Speaking at the virtual launch of The Reform of Education in Jamaica 2021 report on Thursday (January 13), Patterson relayed that there are three main problems keeping Jamaica’s education system in a state of crisis.
The first is that, while the country has achieved success in terms of high school enrollment,this has been coupled with the failure of poor performance.
According to Patterson, there is also the organisational crisis that has befallen the education ministry and, lastly, there is the “learning crisis” which has resulted from being in the midst of the COVID-19 pandemic.
Speaking on the crisis of poor performance amid high school enrollment, he noted that the best example of Jamaica’s serious learning crisis is to be found in the results of the 2019 Primary Exit Profile where “a majority of the students at the end of primary school remain illiterate and enumerate,” a problem further exacerbated by students “who leave secondary school with no marketable skills”.

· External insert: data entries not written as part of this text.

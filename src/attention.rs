//! Attention building blocks shared by all backends.
//!
//! Every backend projects q/k/v its own way, then hands the per-head
//! tensors to [`causal_attention`] and the mixed values to
//! [`attention_output`]. Those two functions own the `hook_pattern` and
//! `hook_result` hook points, so instrumentation behaves identically across
//! architectures.

use anyhow::Result;
use candle_core::{DType, Device, Module, Tensor, D};
use candle_nn::Linear;

use crate::hooked::{HookConfig, HookPoint, Hooks};
use crate::masks::create_causal_mask;

/// Rotary position embeddings over the first `rotary_dim` channels of
/// each head
pub struct RotaryEmbedding {
    cos: Tensor,
    sin: Tensor,
    rotary_dim: usize,
    /// GPT-J rotates adjacent channel pairs; NeoX and LLaMA rotate halves
    interleaved: bool,
}

impl RotaryEmbedding {
    pub fn new(
        rotary_dim: usize,
        max_seq_len: usize,
        theta: f64,
        interleaved: bool,
        device: &Device,
        dtype: DType,
    ) -> Result<Self> {
        anyhow::ensure!(
            rotary_dim % 2 == 0,
            "Rotary dimension must be even, got {rotary_dim}"
        );
        let inv_freq: Vec<f32> = (0..rotary_dim)
            .step_by(2)
            .map(|i| 1.0 / theta.powf(i as f64 / rotary_dim as f64) as f32)
            .collect();
        let inv_freq = Tensor::new(inv_freq, device)?;

        let positions: Vec<f32> = (0..max_seq_len).map(|i| i as f32).collect();
        let positions = Tensor::new(positions, device)?;

        // [seq_len, rotary_dim / 2]
        let freqs = positions.unsqueeze(1)?.matmul(&inv_freq.unsqueeze(0)?)?;
        Ok(Self {
            cos: freqs.cos()?.to_dtype(dtype)?,
            sin: freqs.sin()?.to_dtype(dtype)?,
            rotary_dim,
            interleaved,
        })
    }

    /// Rotate `x` of shape `[batch, heads, seq, head_dim]`
    pub fn apply(&self, x: &Tensor) -> Result<Tensor> {
        let (_b, _h, seq_len, head_dim) = x.dims4()?;
        anyhow::ensure!(
            seq_len <= self.cos.dim(0)?,
            "Sequence length {seq_len} exceeds rotary table ({})",
            self.cos.dim(0)?
        );
        let cos = self.cos.narrow(0, 0, seq_len)?.contiguous()?;
        let sin = self.sin.narrow(0, 0, seq_len)?.contiguous()?;

        let rotate = |t: &Tensor| -> Result<Tensor> {
            let t = t.contiguous()?;
            Ok(if self.interleaved {
                candle_nn::rotary_emb::rope_i(&t, &cos, &sin)?
            } else {
                candle_nn::rotary_emb::rope(&t, &cos, &sin)?
            })
        };

        if self.rotary_dim == head_dim {
            return rotate(x);
        }
        let rot = rotate(&x.narrow(D::Minus1, 0, self.rotary_dim)?)?;
        let pass = x.narrow(D::Minus1, self.rotary_dim, head_dim - self.rotary_dim)?;
        Ok(Tensor::cat(&[&rot, &pass], D::Minus1)?)
    }
}

/// `[batch, seq, heads * head_dim]` to `[batch, heads, seq, head_dim]`
pub fn split_heads(x: &Tensor, n_heads: usize, head_dim: usize) -> Result<Tensor> {
    let (b, seq_len, _) = x.dims3()?;
    Ok(x.reshape((b, seq_len, n_heads, head_dim))?.transpose(1, 2)?)
}

/// Expand grouped key/value heads to the full head count
pub fn repeat_kv(x: Tensor, n_rep: usize) -> Result<Tensor> {
    if n_rep == 1 {
        return Ok(x);
    }
    let (b, num_kv_heads, seq_len, head_dim) = x.dims4()?;
    let x = x.unsqueeze(2)?;
    let x = x.expand((b, num_kv_heads, n_rep, seq_len, head_dim))?;
    Ok(x.reshape((b, num_kv_heads * n_rep, seq_len, head_dim))?)
}

/// Scaled dot-product attention with a causal mask.
///
/// Takes `[batch, heads, seq, head_dim]` q/k/v, routes the pattern through
/// `hook_pattern` and returns the mixed values in the same layout.
pub fn causal_attention(
    q: &Tensor,
    k: &Tensor,
    v: &Tensor,
    layer: usize,
    hooks: &mut Hooks,
) -> Result<Tensor> {
    let (_b, _h, seq_len, head_dim) = q.dims4()?;
    let q = q.contiguous()?;
    let k = k.contiguous()?;
    let v = v.contiguous()?;

    let scale = 1.0 / (head_dim as f64).sqrt();
    let scores = (q.matmul(&k.transpose(2, 3)?.contiguous()?)? * scale)?;
    let mask = create_causal_mask(seq_len, q.device(), scores.dtype())?;
    let scores = scores.broadcast_add(&mask)?;

    // Softmax in f32; half-precision exp overflows on long rows
    let pattern = candle_nn::ops::softmax_last_dim(&scores.to_dtype(DType::F32)?)?
        .to_dtype(v.dtype())?;
    let pattern = hooks.apply(HookPoint::Pattern(layer), pattern)?;

    Ok(pattern.matmul(&v)?)
}

/// Project mixed values `[batch, heads, seq, head_dim]` to the residual
/// stream.
///
/// With `use_attn_result` the output is first computed per head as
/// `[batch, seq, heads, d_model]` and routed through `hook_result`, then
/// summed over heads. Both paths give the same output when no patch is set.
pub fn attention_output(
    z: &Tensor,
    o_proj: &Linear,
    layer: usize,
    config: &HookConfig,
    hooks: &mut Hooks,
) -> Result<Tensor> {
    let (b, n_heads, seq_len, head_dim) = z.dims4()?;

    if !config.use_attn_result {
        let z = z.transpose(1, 2)?.reshape((b, seq_len, n_heads * head_dim))?;
        return Ok(o_proj.forward(&z)?);
    }

    // W_O: [d_model, heads * head_dim] -> [1, heads, head_dim, d_model]
    let d_model = o_proj.weight().dim(0)?;
    let w_o = o_proj
        .weight()
        .reshape((d_model, n_heads, head_dim))?
        .permute((1, 2, 0))?
        .contiguous()?
        .unsqueeze(0)?;
    let result = z
        .contiguous()?
        .broadcast_matmul(&w_o)?
        .transpose(1, 2)?
        .contiguous()?;
    let result = hooks.apply(HookPoint::AttnResult(layer), result)?;

    let out = result.sum(2)?;
    match o_proj.bias() {
        Some(bias) => Ok(out.broadcast_add(bias)?),
        None => Ok(out),
    }
}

Patterson continued, citing a World Bank metric which perfectly summarises the disastrous situation of the country’s education system, stating: “Jamaican students can expect to complete 11.4 years of schooling by the time they reach 18 years old but controlling for quality and taking into account what they have learned, this is equivalent to only 7.1 years of learning. A learning gap of 4.3 years…”.
On the matter of the education ministry’s organisational crisis, the JETC chairman indicated that many of the ministry’s pitfalls lie in the lack of implementation of recommendations made by the 2004 Task Force.
To this end, the Patterson-led commission has recommended that a number of organisational changes be made within the ministry, chief among which include the creation of an oversight committee to monitor the implementation of the committee’s recommendations.
As a third crisis facing the education sector, the commission’s report sought to shed light on the learning crisis which has resulted from the COVID-19 pandemic.
While making his contribution at the report’s virtual launch, Patterson stated: “COVID has been a calamity for our students, as you know, and it has (been) exacerbated by the existing problems of equity.
“The cost of recovery will be great. The World Bank estimates that the total cost of recovery will be something in the order of J$2.5 billion annually for two years, but we better do it, because the cost of inaction, the World Bank estimates, will be in the region of US$5.5 billion, which will be unevenly more by the population.”
Given this, the professor argued: “…We can choose between spending this extra amount upfront now, of only $2.5 billion to make up back for what we’ve lost, or we can not do it or not do it efficiently and end up with a final cost of US$5.5 billion. It’s a no brainer what we should do.”